That the existing structures of social management are inefficient is obvious to all observers. In general, it was not political parties that initiated the protest movements. With very few exceptions, trade unions, often the most easily organized of mass movements, did not play a determining role in the course of events, and those content to act as a mouthpiece for the ruling single-party were hardly likely to oppose the status quo. 5 Still, violent social disturbances frequently forced the established authorities to climb down and triggered a process of democratization. This is proof that, despite apathy from opposition parties and unions, African societies were able to generate their own networks of communication and forums for discussion within which it was possible to express collective fears and dreams. For me, the term “civil society” refers to those birthplaces where the ambitions of social groups created the means of generating additional freedom and justice.

 

Geographic Variables

Any definition of civil society will be different on opposite sides of the Sahara, since from a political point of view, the problems are not identical. Sociologists in the Maghreb, for example, include only “the parties and associations which, despite their divergences of opinion on many issues, share the same values of human rights and individual freedoms.” 6 Such a definition excludes movements laying claim to fundamentalist Islam, even if they have a dominant role in the sociopolitical plan. South of the Sahara, things are different. The mullahs do not, at least for the moment, have a determining role on the course of events, although this statement needs qualifying. The mobilizing potential of religious communities is clear in Nigeria, where the smallest clash between their members may result in hundreds of deaths. The chaotic and violent history of the building of a mosque in Cameroon revealed a well-established “Muslim force” in the capital. In Senegal, the chief of the Mouride community has for many years dominated the country’s business affairs (Magassouba 1985). Nevertheless, religious organizations capable of influencing politics as much as the Islamic movements do in Algeria, Tunisia, Egypt, or Morocco do not yet exist in Nigeria, Cameroon, or Senegal.

That is why my definition of civil society south of the Sahara incorporates the churches and religious movements that, until now, have contributed in their own way to the birth of democratic power. It includes all organizations and individuals whose actions have helped amplify the affirmations of social identity and the rights of citizenship, often in opposition to those in power, whose natural tendency is to repress such identities and rights. It obviously does not exclude the interactions among the state, the political parties, and leading personalities. In a nutshell, civil society in Africa is formed by all those who are able to manage and steer communal anger.

I am well aware that I shall not escape the criticism of those who reject the notion of civil society in states that are not democratic in the Western sense, such as the Tunisian sociologist Mohammed Kerrou (1989). Although my formulation of the concept differs significantly from the eighteenth-century European definition, it has the advantage of clearly emphasizing the significance of historicity and the capacity of African societies to evolve within their own unique trajectory. 7

 

Preponderant Role, Mysterious Organization

The opening up of politics in Africa has prompted a quasi-anarchic multiplication of parties, yet in almost all countries, the new political leaders have almost immediately revealed their limitations. Thus, to avoid the risk of being deprived democratization, society has had to invent alternative structures to manage and express its dissatisfaction by creating informal networks of communication.

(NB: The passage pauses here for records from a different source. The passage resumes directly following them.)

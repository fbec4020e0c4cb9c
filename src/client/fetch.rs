//! `reqwest`-backed [`Transport`].
//!
//! # Examples
//!
//! ## Reading a resource
//!
//! ```ignore
//! use source_editor::client::{HttpClient, Transport};
//! use source_editor::WebRequest;
//!
//! #[tokio::main]
//! async fn main() -> Result<(), Box<dyn std::error::Error>> {
//!     let client = HttpClient::new()?;
//!     let response = client.web_operation("https://example.org/card.ttl", WebRequest::get()).await?;
//!     println!("Status: {}", response.status);
//!     Ok(())
//! }
//! ```
//!
//! ## Conditional write
//!
//! ```ignore
//! let request = WebRequest::put("<> a <#Doc> .", "text/turtle").with_if_match("\"E1\"");
//! let response = client.web_operation("https://example.org/card.ttl", request).await?;
//! if response.status == 412 {
//!     println!("someone else changed it");
//! }
//! ```

use super::{config::ClientConfig, utils::exponential_backoff, Transport};
use crate::error::{EditorError, Result};
use crate::protocol::headers;
use crate::types::{WebRequest, WebResponse};
use async_trait::async_trait;
use http::Method;
use std::collections::BTreeMap;
use std::sync::Arc;
use std::time::Duration;
use tokio::time::sleep;

/// HTTP transport for the editor.
///
/// # Features
///
/// - Conditional requests via `If-Match`
/// - Automatic retry with exponential backoff for transient failures
/// - Connection pooling through a shared `reqwest::Client`
#[derive(Clone)]
pub struct HttpClient {
    client: reqwest::Client,
    config: Arc<ClientConfig>,
}

impl HttpClient {
    /// Create a client with default configuration
    pub fn new() -> Result<Self> {
        Self::with_config(ClientConfig::default())
    }

    /// Create a client with custom configuration
    pub fn with_config(config: ClientConfig) -> Result<Self> {
        let client = reqwest::Client::builder()
            .timeout(Duration::from_millis(config.request_timeout_ms))
            .connect_timeout(Duration::from_secs(config.connect_timeout_secs))
            .pool_idle_timeout(Duration::from_secs(90))
            .user_agent(config.user_agent.clone())
            .build()
            .map_err(|e| transport_error(&Method::GET, e))?;

        Ok(HttpClient {
            client,
            config: Arc::new(config),
        })
    }

    /// Get the client configuration
    pub fn config(&self) -> &ClientConfig {
        &self.config
    }

    async fn send_with_retries(&self, uri: &str, request: &WebRequest) -> Result<WebResponse> {
        let mut attempt = 0;
        loop {
            match self.send(uri, request).await {
                Ok(response) => return Ok(response),
                Err(e) if e.is_retryable() && attempt < self.config.max_retries => {
                    let delay = exponential_backoff(attempt, self.config.retry_delay_ms);
                    tracing::warn!(
                        "{} {} failed (attempt {}), retrying after {:?}: {}",
                        request.method,
                        uri,
                        attempt + 1,
                        delay,
                        e
                    );
                    sleep(delay).await;
                    attempt += 1;
                }
                Err(e) => return Err(e),
            }
        }
    }

    async fn send(&self, uri: &str, request: &WebRequest) -> Result<WebResponse> {
        let method = request.method.clone();
        let mut req_builder = self.client.request(method.clone(), uri);

        for (k, v) in &request.headers {
            req_builder = req_builder.header(k.as_str(), v.as_str());
        }
        if let Some(content_type) = &request.content_type {
            req_builder = req_builder.header(headers::CONTENT_TYPE, content_type.as_str());
        }
        if let Some(body) = &request.body {
            req_builder = req_builder.body(body.clone());
        }

        let response = req_builder
            .send()
            .await
            .map_err(|e| transport_error(&method, e))?;

        let status = response.status().as_u16();
        let mut response_headers = BTreeMap::new();
        for (k, v) in response.headers() {
            if let Ok(val) = v.to_str() {
                response_headers.insert(k.as_str().to_string(), val.to_string());
            }
        }

        let body = response
            .bytes()
            .await
            .map_err(|e| transport_error(&method, e))?;

        if self.config.enable_logging {
            tracing::debug!("{} {} -> {} ({} bytes)", method, uri, status, body.len());
        }

        Ok(WebResponse {
            status,
            headers: response_headers,
            body: Some(body),
        })
    }
}

#[async_trait]
impl Transport for HttpClient {
    async fn web_operation(&self, uri: &str, request: WebRequest) -> Result<WebResponse> {
        self.send_with_retries(uri, &request).await
    }
}

fn transport_error(method: &Method, err: reqwest::Error) -> EditorError {
    let message = if err.is_timeout() {
        format!("request timed out: {}", err)
    } else if err.is_connect() {
        format!("connect failed: {}", err)
    } else {
        err.to_string()
    };
    EditorError::Transport {
        method: method.clone(),
        message,
    }
}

The Discrepancy Between Political Supply and Demand

The weakening of authoritarian regimes has triggered an implosion of politics and an extraordinary rise in individuals claiming to be the leaders of so many new parties; in 1991, 19 political parties were legalized in the space of just a few months in the Central African Republic, 27 in Gabon, 70 in Cameroon, and over 200 in Zaire. This turmoil is a response to the demand of representation in each country, but these parties generally have neither a clearly defined program nor any effective organization. Their capacity to make an impact on the political stage and to promote change seems limited. The multiplication of parties has not increased the civil rights of ordinary citizens. Public discourse is still unidimensional because too many leaders are content to proclaim slogans and pledges of faith during the meetings to which people flock in the hope of hearing real solutions to their daily hardships. 8

Most embryonic organizations are inevitably characterized by a lack of trained cadres and strategies. Faced with many grievances and demands from poor social groups, the supply of ideas from the political leaders has remained limited. This is the source of widespread disillusionment with politics and the inversely proportional eruption of alternative groupings through which large segments of the population try to express their views and demands.

 

Reappropriating Symbolic Goods

Given the prevailing circumstances, it is not surprising that public discontent manifests itself in terms of anger. The proliferation of privately owned newspapers and magazines, the growth of efforts to create independent trade unions, the multiplication of private media, cooperatives, professional bodies, youth organizations, and academic groups, all serve to promote the demand for rights that conventional organs and institutions seem unable to understand or satisfy.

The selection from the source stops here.